The FDA ushered in six new drugs just before the close of 2014, bringing the final tally to 41– the highest rate since 1996, when the agency approved 53 drugs.
2014 drug approvals were notable not only for their quantity, but also their quality. A number of new drugs utilized first-in-class mechanisms, and new pathways always put a skip in our step here at WEEKLY headquarters. In this issue, we’ll delve into the science behind a few of our favorites.
PD-1 INHIBITOR DRUGS: WATCH YOUR BACK MELANOMA
The most closely watched drug development story of the year: the PD-1 inhibitor race from clinic to marketplace. PD-1 inhibitor drugs stop PD-1 protein function and represent a novel approach to fighting cancer.
Under healthy conditions, the PD-1 protein prevents the immune system from attacking the body it is charged with protecting. When PD-1 (found on T-cells) encounters a cell with PD-L1 proteins, it identifies that cell as self and tells the T-cell not to attack.
Under cancerous conditions, over-expressed PD-L1 cancer cells help tumors survive and thrive by evading T-cell detection. By inhibiting PD-1 (with the PD-1 inhibitor drug) no signal is sent to the T-cell, so the T-cell attacks the tumor.
Melanoma needs to watch its back, thanks to the approval of PD-1 inhibitors Keytruda (Merck, Whitehouse Station, NJ) and Opdivo (Bristol-Myers Squibb, New York, NY). PD-1 inhibitors are a platform therapeutic with potential broad spectrum application against many cancers. It is widely expected other PD-1 inhibitor drugs will gain approval for bladder, kidney, and non-small cell lung cancer indications.
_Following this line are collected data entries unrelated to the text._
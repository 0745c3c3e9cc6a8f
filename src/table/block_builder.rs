use crate::obj::slice::Slice;
use crate::util::coding::{put_fixed32, put_varint32};
use crate::util::comparator::Comparator;
use bytes::{BufMut, BytesMut};
use std::cmp::{min, Ordering};
use std::mem::size_of;
use std::sync::Arc;

/// 生成带前缀压缩和重启点的 block，格式见 `Block`
pub struct BlockBuilder {
    comparator: Arc<dyn Comparator>,
    block_restart_interval: u32,
    buffer_: BytesMut,
    restarts_: Vec<u32>,
    counter_: u32, //上一个restart index之后，存储了多少个kv
    finished: bool,
    last_key: BytesMut,
}

impl BlockBuilder {
    pub fn new(comparator: Arc<dyn Comparator>, block_restart_interval: u32) -> BlockBuilder {
        assert!(block_restart_interval >= 1);
        BlockBuilder {
            comparator,
            block_restart_interval,
            buffer_: BytesMut::new(),
            restarts_: vec![0],
            counter_: 0,
            finished: false,
            last_key: BytesMut::new(),
        }
    }

    pub fn reset(&mut self) {
        self.buffer_.clear();
        self.restarts_.clear();
        self.restarts_.push(0);
        self.counter_ = 0;
        self.finished = false;
        self.last_key.clear();
    }

    /// key 必须严格大于之前加入的所有 key
    pub fn add(&mut self, key: &Slice, value: &Slice) {
        debug_assert!(!self.finished);
        debug_assert!(self.counter_ <= self.block_restart_interval);
        debug_assert!(
            self.buffer_.is_empty()
                || self
                    .comparator
                    .compare(key, &Slice::new_from_mut(&self.last_key))
                    == Ordering::Greater
        );
        let mut shared = 0;
        if self.counter_ < self.block_restart_interval {
            let min_len = min(key.len(), self.last_key.len());
            while shared < min_len && self.last_key[shared] == key[shared] {
                shared += 1;
            }
        } else {
            self.restarts_.push(self.buffer_.len() as u32);
            self.counter_ = 0;
        }
        let non_shared = key.len() - shared;
        put_varint32(&mut self.buffer_, shared as u32);
        put_varint32(&mut self.buffer_, non_shared as u32);
        put_varint32(&mut self.buffer_, value.size() as u32);
        self.buffer_.put_slice(&key.data()[shared..]);
        self.buffer_.put_slice(value.data());
        self.last_key.truncate(shared);
        self.last_key.put_slice(&key.data()[shared..]);
        self.counter_ += 1;
    }

    pub fn current_size_estimate(&self) -> usize {
        self.buffer_.len() + self.restarts_.len() * size_of::<u32>() + size_of::<u32>()
    }

    /// 追加重启点数组，返回整个 block 的内容。reset 之前不能再 add。
    pub fn finish(&mut self) -> Slice {
        for restart in self.restarts_.iter() {
            put_fixed32(&mut self.buffer_, *restart);
        }
        put_fixed32(&mut self.buffer_, self.restarts_.len() as u32);
        self.finished = true;
        Slice::new_from_mut(&self.buffer_)
    }

    pub fn is_empty(&self) -> bool {
        self.buffer_.is_empty()
    }
}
BISPECIFIC ANTIBODIES: BEATING OUT LEUKEMIA
Amgen’s (Thousand Oaks, CA) Blincyto, for acute lymphoblastic leukemia, brings theory into practice with its “hybrid” monoclonal antibody (mAb) approach, known as a bispecific antibody. A bispecific antibody is composed of two fused mAb fragments, packing the power to bind a target cell on one arm and a therapeutic (or killing agent) on the other.
Blincyto redirects killer T-cells to target specific tumor cells. How? One arm grabs CD19, a protein found on the surface of blood cancer cells, and the other arm targets CD3, a protein that activates the T-cell receptor complex. Bringing the CD19 and CD3 together ensures killer T-cells are triggered to target the cancer cells. Activation also induces T-cell proliferation and the descendants of the activated T-cell also target the tumor cells. This novel mechanism, like PD-1 inhibition, will likely be adapted to fight a range of different cancers.
PARP INHIBITOR DRUGS: CANCER, MEET YOUR CELL DEATH
Programmed cell death, also known as apoptosis, drives the science behind AstraZeneca’s (London, UK) Lynparza for advanced ovarian cancer. This poly ADP-ribose polymerase inhibitor drug (PARP) enables damaging mutations to preferentially accumulate in cancer cells – triggering cell suicide.
Approved for patients with mutations in the DNA-repair enzymes BRCA1 and BRCA2, the drug works by inhibiting another DNA-repair enzyme, PARP1. With all three DNA-repair enzymes inactive, programmed cell death is triggered via the build-up of mutations in the rapidly dividing cancer cells.
NEW ANTIBIOTICS: SEALING THE GAP ON SKIN INFECTIONS
The FDA’s Generating Antibiotic Incentives Now program from 2012 grants qualified antimicrobials in development priority review and an additional five years of data exclusivity once approved. The result of this initiative? Three 2014 antibacterial medicine approvals: Dalvance (Actavis, Parsippany-Troy Hills, NJ), Sivextro (Cubist, Lexington, MA), and Orbactiv (The Medicines Company, Parsippany, NJ), all approved for skin infections.